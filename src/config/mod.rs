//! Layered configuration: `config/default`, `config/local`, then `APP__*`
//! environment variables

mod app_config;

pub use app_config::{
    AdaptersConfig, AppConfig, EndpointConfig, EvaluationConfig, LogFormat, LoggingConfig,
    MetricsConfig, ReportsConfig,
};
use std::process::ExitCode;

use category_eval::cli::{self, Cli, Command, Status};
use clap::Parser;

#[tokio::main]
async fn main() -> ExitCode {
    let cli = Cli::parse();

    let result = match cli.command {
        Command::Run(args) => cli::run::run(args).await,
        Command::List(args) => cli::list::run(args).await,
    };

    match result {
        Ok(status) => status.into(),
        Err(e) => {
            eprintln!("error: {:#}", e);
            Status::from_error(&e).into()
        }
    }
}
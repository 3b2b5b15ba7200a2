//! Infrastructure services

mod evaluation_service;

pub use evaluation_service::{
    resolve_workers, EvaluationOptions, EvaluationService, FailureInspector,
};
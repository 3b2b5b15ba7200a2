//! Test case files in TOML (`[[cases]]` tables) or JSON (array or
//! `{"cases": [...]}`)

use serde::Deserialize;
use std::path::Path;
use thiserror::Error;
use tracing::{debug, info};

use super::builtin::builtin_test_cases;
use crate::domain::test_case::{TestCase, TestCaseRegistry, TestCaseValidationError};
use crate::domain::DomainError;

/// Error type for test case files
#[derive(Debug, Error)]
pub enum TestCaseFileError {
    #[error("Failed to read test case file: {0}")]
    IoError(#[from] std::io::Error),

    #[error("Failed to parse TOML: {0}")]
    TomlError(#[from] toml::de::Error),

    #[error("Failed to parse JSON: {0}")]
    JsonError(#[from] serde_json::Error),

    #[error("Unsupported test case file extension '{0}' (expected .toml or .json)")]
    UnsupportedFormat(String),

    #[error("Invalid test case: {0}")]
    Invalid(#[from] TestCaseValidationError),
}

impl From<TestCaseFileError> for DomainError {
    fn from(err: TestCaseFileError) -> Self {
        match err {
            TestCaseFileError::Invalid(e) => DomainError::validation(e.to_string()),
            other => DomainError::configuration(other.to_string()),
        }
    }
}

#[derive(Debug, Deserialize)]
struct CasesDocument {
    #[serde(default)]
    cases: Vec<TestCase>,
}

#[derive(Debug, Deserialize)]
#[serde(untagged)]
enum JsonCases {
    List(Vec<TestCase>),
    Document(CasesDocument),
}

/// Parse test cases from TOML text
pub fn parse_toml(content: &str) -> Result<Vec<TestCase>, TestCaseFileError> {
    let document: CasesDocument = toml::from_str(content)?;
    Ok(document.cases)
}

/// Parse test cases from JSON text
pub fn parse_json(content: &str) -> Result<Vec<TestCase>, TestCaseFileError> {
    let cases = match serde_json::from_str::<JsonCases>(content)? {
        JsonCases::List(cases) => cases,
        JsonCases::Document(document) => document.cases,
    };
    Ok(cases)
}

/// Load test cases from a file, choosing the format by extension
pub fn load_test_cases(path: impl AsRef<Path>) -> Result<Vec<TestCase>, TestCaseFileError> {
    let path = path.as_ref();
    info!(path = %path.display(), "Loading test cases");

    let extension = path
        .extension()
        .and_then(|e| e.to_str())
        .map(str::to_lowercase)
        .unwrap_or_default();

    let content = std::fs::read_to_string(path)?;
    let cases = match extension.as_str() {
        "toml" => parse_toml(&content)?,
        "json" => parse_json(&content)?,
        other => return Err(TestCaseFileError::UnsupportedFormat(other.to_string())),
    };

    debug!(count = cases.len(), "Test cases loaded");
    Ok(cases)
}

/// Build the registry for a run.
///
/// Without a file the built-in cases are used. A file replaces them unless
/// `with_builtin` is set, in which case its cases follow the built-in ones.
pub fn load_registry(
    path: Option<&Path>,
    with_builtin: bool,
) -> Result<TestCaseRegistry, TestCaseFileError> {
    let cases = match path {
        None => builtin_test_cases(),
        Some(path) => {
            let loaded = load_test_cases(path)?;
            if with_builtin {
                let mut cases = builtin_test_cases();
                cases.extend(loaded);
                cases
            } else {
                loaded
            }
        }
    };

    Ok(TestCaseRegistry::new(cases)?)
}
...
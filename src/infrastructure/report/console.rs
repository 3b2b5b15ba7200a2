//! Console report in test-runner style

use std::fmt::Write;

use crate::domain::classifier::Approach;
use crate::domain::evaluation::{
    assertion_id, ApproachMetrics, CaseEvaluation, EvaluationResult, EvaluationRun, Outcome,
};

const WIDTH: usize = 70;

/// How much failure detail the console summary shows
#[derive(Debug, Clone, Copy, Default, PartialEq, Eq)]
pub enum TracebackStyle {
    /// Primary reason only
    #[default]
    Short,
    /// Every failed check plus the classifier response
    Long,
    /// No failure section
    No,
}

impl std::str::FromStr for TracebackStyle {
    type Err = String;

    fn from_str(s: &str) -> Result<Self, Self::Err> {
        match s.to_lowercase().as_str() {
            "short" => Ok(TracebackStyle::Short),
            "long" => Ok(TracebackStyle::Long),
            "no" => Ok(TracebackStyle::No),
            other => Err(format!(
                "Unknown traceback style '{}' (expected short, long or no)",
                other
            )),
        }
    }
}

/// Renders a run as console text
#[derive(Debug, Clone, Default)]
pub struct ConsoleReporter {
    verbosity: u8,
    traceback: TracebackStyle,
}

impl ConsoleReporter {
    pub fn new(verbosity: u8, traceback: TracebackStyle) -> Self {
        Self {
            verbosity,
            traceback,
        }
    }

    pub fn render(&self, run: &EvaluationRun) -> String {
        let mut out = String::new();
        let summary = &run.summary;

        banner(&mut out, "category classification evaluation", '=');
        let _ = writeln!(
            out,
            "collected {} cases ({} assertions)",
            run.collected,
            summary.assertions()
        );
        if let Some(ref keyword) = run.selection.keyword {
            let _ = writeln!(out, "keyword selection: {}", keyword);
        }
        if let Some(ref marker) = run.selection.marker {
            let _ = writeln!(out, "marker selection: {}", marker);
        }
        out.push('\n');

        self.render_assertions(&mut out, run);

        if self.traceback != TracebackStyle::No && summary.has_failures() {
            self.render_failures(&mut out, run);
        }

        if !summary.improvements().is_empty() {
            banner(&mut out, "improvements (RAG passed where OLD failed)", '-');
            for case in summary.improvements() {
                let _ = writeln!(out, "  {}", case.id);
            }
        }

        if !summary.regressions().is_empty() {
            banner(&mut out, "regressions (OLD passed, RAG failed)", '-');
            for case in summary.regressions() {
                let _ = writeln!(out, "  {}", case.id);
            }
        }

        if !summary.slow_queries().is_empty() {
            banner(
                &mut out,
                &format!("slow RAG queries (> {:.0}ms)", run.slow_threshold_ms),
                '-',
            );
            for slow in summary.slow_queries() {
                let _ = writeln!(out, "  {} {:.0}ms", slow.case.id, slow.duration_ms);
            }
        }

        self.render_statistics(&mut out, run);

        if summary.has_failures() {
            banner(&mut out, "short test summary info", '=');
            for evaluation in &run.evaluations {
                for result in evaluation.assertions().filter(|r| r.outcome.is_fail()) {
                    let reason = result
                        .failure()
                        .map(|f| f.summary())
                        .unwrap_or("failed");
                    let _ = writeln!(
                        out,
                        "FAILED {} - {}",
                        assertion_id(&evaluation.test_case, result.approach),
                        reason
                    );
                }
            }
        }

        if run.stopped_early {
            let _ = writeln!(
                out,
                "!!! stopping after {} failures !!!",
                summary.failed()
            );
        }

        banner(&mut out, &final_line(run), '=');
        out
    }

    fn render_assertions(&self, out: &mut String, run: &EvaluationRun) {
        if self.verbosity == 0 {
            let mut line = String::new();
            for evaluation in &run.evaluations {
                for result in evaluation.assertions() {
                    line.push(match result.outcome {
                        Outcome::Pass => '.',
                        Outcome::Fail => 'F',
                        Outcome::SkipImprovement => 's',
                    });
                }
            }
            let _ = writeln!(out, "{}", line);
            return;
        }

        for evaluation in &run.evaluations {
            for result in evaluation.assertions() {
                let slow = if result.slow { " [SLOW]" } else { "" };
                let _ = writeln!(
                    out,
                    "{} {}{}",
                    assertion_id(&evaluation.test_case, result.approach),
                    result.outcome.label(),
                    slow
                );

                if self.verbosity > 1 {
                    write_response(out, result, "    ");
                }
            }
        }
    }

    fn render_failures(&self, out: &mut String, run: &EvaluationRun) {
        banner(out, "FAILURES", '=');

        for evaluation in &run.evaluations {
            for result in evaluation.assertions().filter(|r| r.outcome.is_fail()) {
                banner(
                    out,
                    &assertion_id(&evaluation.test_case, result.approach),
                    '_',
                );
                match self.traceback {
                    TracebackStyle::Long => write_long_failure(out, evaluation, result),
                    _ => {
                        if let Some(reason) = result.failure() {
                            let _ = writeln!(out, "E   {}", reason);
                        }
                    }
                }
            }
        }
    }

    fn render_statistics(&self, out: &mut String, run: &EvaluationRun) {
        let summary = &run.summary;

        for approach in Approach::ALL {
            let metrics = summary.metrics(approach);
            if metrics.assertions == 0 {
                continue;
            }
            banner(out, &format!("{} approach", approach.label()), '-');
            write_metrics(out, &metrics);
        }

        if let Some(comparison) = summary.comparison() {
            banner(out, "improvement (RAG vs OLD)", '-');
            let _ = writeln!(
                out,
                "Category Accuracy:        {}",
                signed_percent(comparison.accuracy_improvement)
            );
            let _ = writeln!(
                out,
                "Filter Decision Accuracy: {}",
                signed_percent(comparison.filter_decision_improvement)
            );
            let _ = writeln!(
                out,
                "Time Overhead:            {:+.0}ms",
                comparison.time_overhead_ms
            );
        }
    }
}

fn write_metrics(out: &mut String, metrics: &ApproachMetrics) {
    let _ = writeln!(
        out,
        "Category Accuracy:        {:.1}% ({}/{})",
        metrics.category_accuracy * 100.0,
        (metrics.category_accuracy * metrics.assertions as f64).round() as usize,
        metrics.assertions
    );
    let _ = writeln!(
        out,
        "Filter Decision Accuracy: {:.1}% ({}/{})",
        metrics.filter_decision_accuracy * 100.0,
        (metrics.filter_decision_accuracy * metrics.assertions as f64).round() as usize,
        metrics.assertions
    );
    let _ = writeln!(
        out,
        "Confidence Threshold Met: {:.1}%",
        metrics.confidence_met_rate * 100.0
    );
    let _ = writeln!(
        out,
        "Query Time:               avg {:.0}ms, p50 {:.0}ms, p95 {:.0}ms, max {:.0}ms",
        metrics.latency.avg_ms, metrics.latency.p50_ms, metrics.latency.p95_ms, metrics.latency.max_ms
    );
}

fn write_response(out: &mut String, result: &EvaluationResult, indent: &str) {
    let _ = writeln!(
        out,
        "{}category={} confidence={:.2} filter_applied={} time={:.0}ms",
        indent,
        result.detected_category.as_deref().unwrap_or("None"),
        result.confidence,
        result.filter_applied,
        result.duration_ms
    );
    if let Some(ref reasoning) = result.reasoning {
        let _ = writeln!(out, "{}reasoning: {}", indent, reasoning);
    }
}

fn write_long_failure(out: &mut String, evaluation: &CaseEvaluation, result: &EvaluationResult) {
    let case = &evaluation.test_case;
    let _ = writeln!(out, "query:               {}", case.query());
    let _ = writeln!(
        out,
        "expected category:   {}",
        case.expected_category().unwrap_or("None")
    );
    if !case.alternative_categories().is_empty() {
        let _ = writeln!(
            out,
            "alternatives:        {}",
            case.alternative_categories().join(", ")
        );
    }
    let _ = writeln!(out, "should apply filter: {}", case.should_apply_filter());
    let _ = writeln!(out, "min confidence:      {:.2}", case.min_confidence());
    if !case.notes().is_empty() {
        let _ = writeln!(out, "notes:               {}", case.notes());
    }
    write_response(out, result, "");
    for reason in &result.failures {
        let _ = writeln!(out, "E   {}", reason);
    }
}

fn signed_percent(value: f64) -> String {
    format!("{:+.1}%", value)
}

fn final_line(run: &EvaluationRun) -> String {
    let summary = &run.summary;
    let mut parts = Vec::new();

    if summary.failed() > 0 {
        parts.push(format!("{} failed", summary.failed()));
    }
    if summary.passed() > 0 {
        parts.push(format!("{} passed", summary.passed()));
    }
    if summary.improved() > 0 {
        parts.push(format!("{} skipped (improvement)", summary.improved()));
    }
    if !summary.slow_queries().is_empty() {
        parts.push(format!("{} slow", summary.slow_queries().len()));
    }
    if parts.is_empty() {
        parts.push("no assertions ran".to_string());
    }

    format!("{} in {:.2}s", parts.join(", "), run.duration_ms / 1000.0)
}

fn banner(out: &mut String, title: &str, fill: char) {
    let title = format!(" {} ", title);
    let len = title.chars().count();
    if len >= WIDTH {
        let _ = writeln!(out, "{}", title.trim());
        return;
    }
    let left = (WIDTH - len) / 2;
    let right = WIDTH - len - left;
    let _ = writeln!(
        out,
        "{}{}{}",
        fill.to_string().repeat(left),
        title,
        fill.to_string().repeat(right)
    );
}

EXERCISE DETAILS.
Go through the entries and copy every line with "UnsupportedFormat".

EXERCISE RESPONSE.
    UnsupportedFormat(String),
        other => return Err(TestCaseFileError::UnsupportedFormat(other.to_string())),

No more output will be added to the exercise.